L(x_1, ..., x_n, \lambda_1, ..., \lambda_k) = f(x_1, ..., x_n) - \sum_{j=1}^k \lambda_j g_j(x_1, ..., x_n)

(We’ll use j for an index into the k constraints and i for an index into the n variables x_i.)  The constrained minimum occurs at a point where all n+k of the partial derivatives of L are zero.

We’ll use a relatively trivial example that nevertheless illustrates the method: we are trying to minimize x_1^2 + x_2^2 + x_3^2 subject to two constraints: x_1 = 1 and x_2 = 1.  The Lagrangian is x_1^2 + x_2^2 + x_3^2 - \lambda_1 (x_1 - 1) - \lambda_2 (x_2 - 1), and its partial derivatives are:

\begin{array}{rcl} \partial L / \partial x_1 &=& 2 x_1 - \lambda_1 \\ \partial L / \partial x_2 &=& 2 x_2 - \lambda_2 \\ \partial L / \partial x_3 &=& 2 x_3 \\ \partial L / \partial \lambda_1 &=& -(x_1 - 1) \\ \partial L / \partial \lambda_2 &=& -(x_2 - 1) \end{array}

Setting them all equal to zero yields the solution: (x_1, x_2, x_3) = (1, 1, 0) and \lambda_1 = \lambda_2 = 2.

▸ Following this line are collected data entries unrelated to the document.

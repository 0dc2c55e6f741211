//! Near-real-time notification view for authenticated client users
//!
//! Merges WebSocket push delivery with REST-fetched history and the
//! authoritative unread counter.

pub mod channel;
pub mod feed;

pub use channel::{FeedUpdate, NotificationChannel};
pub use feed::{NotificationFeed, VISIBLE_LIMIT};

In the one constraint case, the Lagrange multiplier equations are equivalent to the vector equation \nabla f = \lambda \nabla g.  With multiple constraints, the corresponding vector equation is:

\nabla f = \sum_{j = 1}^k \lambda_j \nabla g_j

This equivalence follows from the fact that component i of the above equation says that \partial f / \partial x_i = \sum_{j=1}^k \lambda_j \partial g_j / \partial x_i, while \partial L / \partial x_i = \partial f / \partial x_i - \sum_{j=1}^k \lambda_j \partial g_j / \partial x_i, so setting the partial \partial L / \partial x_i equal to zero for each i from 1 to n is equivalent to the vector equation above.  Note that setting the partials \partial L / \partial \lambda_j equal to zero simply enforces the constraints g_j(x_1, ..., x_n) = 0.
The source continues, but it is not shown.